• WHAT TO DO
The records should be restated exactly from their first line through the line with "const MIN_DESCRIPTION_CHARS: usize = 20;" in it.

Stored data

• • •

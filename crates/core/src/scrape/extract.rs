//! Markup extraction for listing and detail pages.

use once_cell::sync::Lazy;
use regex::Regex;
use reqwest::Url;
use scraper::{ElementRef, Html, Selector};

use crate::{
    error::ExtractError,
    models::{GameRecord, GameType},
};

const MAX_DESCRIPTION_CHARS: usize = 500;
const MIN_DESCRIPTION_CHARS: usize = 20;
const MAX_TAGS: usize = 5;
const MAX_TAG_CHARS: usize = 50;

const SKIPPED_LINK_PATTERNS: &[&str] = &["tag", "category", "about", "contact", "privacy", "terms"];
const GAME_LINK_HINTS: &[&str] = &["game", "play", "online"];
const NON_GAME_TITLES: &[&str] = &["home", "about", "contact", "privacy"];
const IMAGE_EXTENSIONS: &[&str] = &[".jpg", ".jpeg", ".png", ".gif", ".webp", ".svg", ".bmp"];
const IMAGE_KEYWORDS: &[&str] = &[
    "image",
    "img",
    "photo",
    "picture",
    "thumbnail",
    "preview",
    "screenshot",
];
const NON_IMAGE_KEYWORDS: &[&str] = &["icon", "logo", "avatar", "favicon", "button", "arrow"];

const DESCRIPTION_SELECTORS: &[&str] = &[
    ".game-description",
    ".description",
    ".game-info",
    ".intro",
    "p",
];
const TAG_SELECTORS: &[&str] = &[".tags a", ".tag", ".category", ".game-tags a"];
const CATEGORY_SELECTORS: &[&str] = &[
    ".breadcrumb a:last-child",
    ".category-name",
    ".game-category",
];
const THUMBNAIL_META_SELECTORS: &[&str] = &[
    r#"meta[property="og:image"]"#,
    r#"meta[name="twitter:image"]"#,
];
const THUMBNAIL_IMG_SELECTORS: &[&str] = &[
    ".game-thumbnail img",
    ".thumbnail img",
    ".game-image img",
    ".preview img",
    ".screenshot img",
    r#"img[alt*="thumbnail"]"#,
    r#"img[alt*="preview"]"#,
    r#"img[alt*="screenshot"]"#,
    ".game-container img",
    "img",
];

static WHITESPACE_RE: Lazy<Regex> =
    Lazy::new(|| Regex::new(r"\s+").expect("invalid whitespace regex"));
static DIV_SEL: Lazy<Selector> = Lazy::new(|| selector("div"));
static SECTION_SEL: Lazy<Selector> = Lazy::new(|| selector("section"));
static LINK_SEL: Lazy<Selector> = Lazy::new(|| selector("a[href]"));
static IMG_SEL: Lazy<Selector> = Lazy::new(|| selector("img"));
static IFRAME_SEL: Lazy<Selector> = Lazy::new(|| selector("iframe[src]"));
static META_DESCRIPTION_SEL: Lazy<Selector> =
    Lazy::new(|| selector(r#"meta[name="description"]"#));
static META_KEYWORDS_SEL: Lazy<Selector> = Lazy::new(|| selector(r#"meta[name="keywords"]"#));
static BODY_SEL: Lazy<Selector> = Lazy::new(|| selector("body"));

fn selector(css: &str) -> Selector {
    Selector::parse(css).unwrap_or_else(|err| panic!("invalid selector {css}: {err:?}"))
}

/// A game page discovered on the listing page.
#[derive(Debug, Clone, PartialEq, Eq)]
pub struct GameLink {
    /// Link text.
    pub title: String,
    /// Absolute URL of the detail page.
    pub url: String,
    /// Preview image next to the link, if any.
    pub thumbnail: Option<String>,
}

/// Collect game links from the "recently played" block of a listing page.
///
/// Returns an empty list when the block cannot be located. Links are
/// deduplicated by URL, keeping the first.
pub fn extract_game_links(html: &str, base: &Url) -> Vec<GameLink> {
    let document = Html::parse_document(html);
    let Some(section) = find_recent_section(&document) else {
        return Vec::new();
    };

    let mut links: Vec<GameLink> = Vec::new();
    for link in section.select(&LINK_SEL) {
        let Some(href) = link.value().attr("href") else {
            continue;
        };
        let title = element_text(&link);
        if title.chars().count() <= 2 || !is_game_link(href, &title) {
            continue;
        }
        let Some(url) = absolutize(base, href) else {
            continue;
        };
        if links.iter().any(|existing| existing.url == url) {
            continue;
        }

        links.push(GameLink {
            title,
            url,
            thumbnail: link_thumbnail(&link, base),
        });
    }
    links
}

/// Build a candidate record from a game detail page.
///
/// Fields the page does not provide are left empty; only a document without
/// any body content is treated as a failure.
pub fn extract_game(html: &str, link: &GameLink, base: &Url) -> Result<GameRecord, ExtractError> {
    let document = Html::parse_document(html);
    let has_content = document
        .select(&BODY_SEL)
        .next()
        .map(|body| body.children().next().is_some())
        .unwrap_or(false);
    if !has_content {
        return Err(ExtractError::Unparseable(format!(
            "empty document at {}",
            link.url
        )));
    }

    let mut record = GameRecord::new(&link.url, link.title.trim());
    record.embed_url = document
        .select(&IFRAME_SEL)
        .filter_map(|iframe| iframe.value().attr("src"))
        .find_map(|src| absolutize(base, src));
    record.game_type = record
        .embed_url
        .as_deref()
        .map(GameType::from_embed_url);
    record.description = extract_description(&document);
    record.tags = extract_tags(&document);
    record.category = first_text(&document, CATEGORY_SELECTORS);
    record.thumbnail_url = extract_thumbnail(&document, base).or_else(|| link.thumbnail.clone());
    Ok(record)
}

/// Whether `href`/`title` look like a link to a game page.
pub fn is_game_link(href: &str, title: &str) -> bool {
    let href = href.to_lowercase();
    if SKIPPED_LINK_PATTERNS
        .iter()
        .any(|pattern| href.contains(pattern))
    {
        return false;
    }
    if GAME_LINK_HINTS.iter().any(|hint| href.contains(hint)) {
        return true;
    }

    let title = title.to_lowercase();
    title.chars().count() > 3 && !NON_GAME_TITLES.iter().any(|skip| title.contains(skip))
}

/// Whether `url` plausibly points at a content image rather than chrome.
pub fn is_valid_image_url(url: &str) -> bool {
    if url.len() < 10 || url.starts_with("data:") || url.starts_with("blob:") {
        return false;
    }
    let lower = url.to_lowercase();
    let looks_like_image = IMAGE_EXTENSIONS.iter().any(|ext| lower.contains(ext))
        || IMAGE_KEYWORDS.iter().any(|keyword| lower.contains(keyword));
    looks_like_image && !NON_IMAGE_KEYWORDS.iter().any(|keyword| lower.contains(keyword))
}

/// Resolve `href` against `base`; protocol-relative links become https.
pub fn absolutize(base: &Url, href: &str) -> Option<String> {
    let href = href.trim();
    if href.is_empty() || href.starts_with("javascript:") || href.starts_with('#') {
        return None;
    }
    if let Some(rest) = href.strip_prefix("//") {
        return Some(format!("https://{rest}"));
    }
    base.join(href).ok().map(String::from)
}

fn find_recent_section(document: &Html) -> Option<ElementRef<'_>> {
    let has_classes = |element: &ElementRef<'_>, required: &[&str]| {
        element
            .value()
            .attr("class")
            .map(|class| required.iter().all(|needle| class.contains(needle)))
            .unwrap_or(false)
    };

    document
        .select(&DIV_SEL)
        .find(|div| has_classes(div, &["section", "recently"]))
        .or_else(|| {
            document
                .select(&SECTION_SEL)
                .find(|section| has_classes(section, &["recently"]))
        })
}

fn link_thumbnail(link: &ElementRef<'_>, base: &Url) -> Option<String> {
    if let Some(src) = valid_img_src(link, base) {
        return Some(src);
    }

    link.ancestors()
        .filter_map(ElementRef::wrap)
        .take_while(|ancestor| ancestor.value().name() != "body")
        .find_map(|ancestor| valid_img_src(&ancestor, base))
}

fn valid_img_src(scope: &ElementRef<'_>, base: &Url) -> Option<String> {
    let src = scope.select(&IMG_SEL).next()?.value().attr("src")?;
    if is_valid_image_url(src) {
        absolutize(base, src)
    } else {
        None
    }
}

fn extract_description(document: &Html) -> String {
    let meta = document
        .select(&META_DESCRIPTION_SEL)
        .next()
        .and_then(|meta| meta.value().attr("content"))
        .map(collapse_whitespace);

    let candidates = meta.into_iter().chain(DESCRIPTION_SELECTORS.iter().filter_map(|css| {
        document
            .select(&selector(css))
            .next()
            .map(|element| element_text(&element))
    }));

    for text in candidates {
        if text.chars().count() > MIN_DESCRIPTION_CHARS {
            return text.chars().take(MAX_DESCRIPTION_CHARS).collect();
        }
    }
    String::new()
}

fn extract_tags(document: &Html) -> Vec<String> {
    let mut tags: Vec<String> = Vec::new();
    let mut push = |tag: String| {
        if !tag.is_empty() && !tags.contains(&tag) {
            tags.push(tag);
        }
    };

    for css in TAG_SELECTORS {
        for element in document.select(&selector(css)) {
            let text = element_text(&element);
            if text.chars().count() < MAX_TAG_CHARS {
                push(text);
            }
        }
    }

    if let Some(keywords) = document
        .select(&META_KEYWORDS_SEL)
        .next()
        .and_then(|meta| meta.value().attr("content"))
    {
        for keyword in keywords.split(',').take(MAX_TAGS) {
            push(keyword.trim().to_string());
        }
    }

    tags.truncate(MAX_TAGS);
    tags
}

fn extract_thumbnail(document: &Html, base: &Url) -> Option<String> {
    for css in THUMBNAIL_META_SELECTORS {
        if let Some(content) = document
            .select(&selector(css))
            .next()
            .and_then(|meta| meta.value().attr("content"))
        {
            if is_valid_image_url(content) {
                return absolutize(base, content);
            }
        }
    }

    for css in THUMBNAIL_IMG_SELECTORS {
        if let Some(src) = document
            .select(&selector(css))
            .next()
            .and_then(|img| img.value().attr("src"))
        {
            if is_valid_image_url(src) {
                return absolutize(base, src);
            }
        }
    }
    None
}

fn first_text(document: &Html, selectors: &[&str]) -> Option<String> {
    selectors.iter().find_map(|css| {
        document
            .select(&selector(css))
            .next()
            .map(|element| element_text(&element))
            .filter(|text| !text.is_empty())
    })
}

fn element_text(element: &ElementRef<'_>) -> String {
    collapse_whitespace(&element.text().collect::<String>())
}

fn collapse_whitespace(text: &str) -> String {
    WHITESPACE_RE.replace_all(text.trim(), " ").into_owned()
}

• • •

• SOLUTION TO THE EXERCISE
filename crates/core/src/scrape/extract.rs
//! Markup extraction for listing and detail pages.

use once_cell::sync::Lazy;
use regex::Regex;
use reqwest::Url;
use scraper::{ElementRef, Html, Selector};

use crate::{
    error::ExtractError,
    models::{GameRecord, GameType},
};

const MAX_DESCRIPTION_CHARS: usize = 500;
const MIN_DESCRIPTION_CHARS: usize = 20;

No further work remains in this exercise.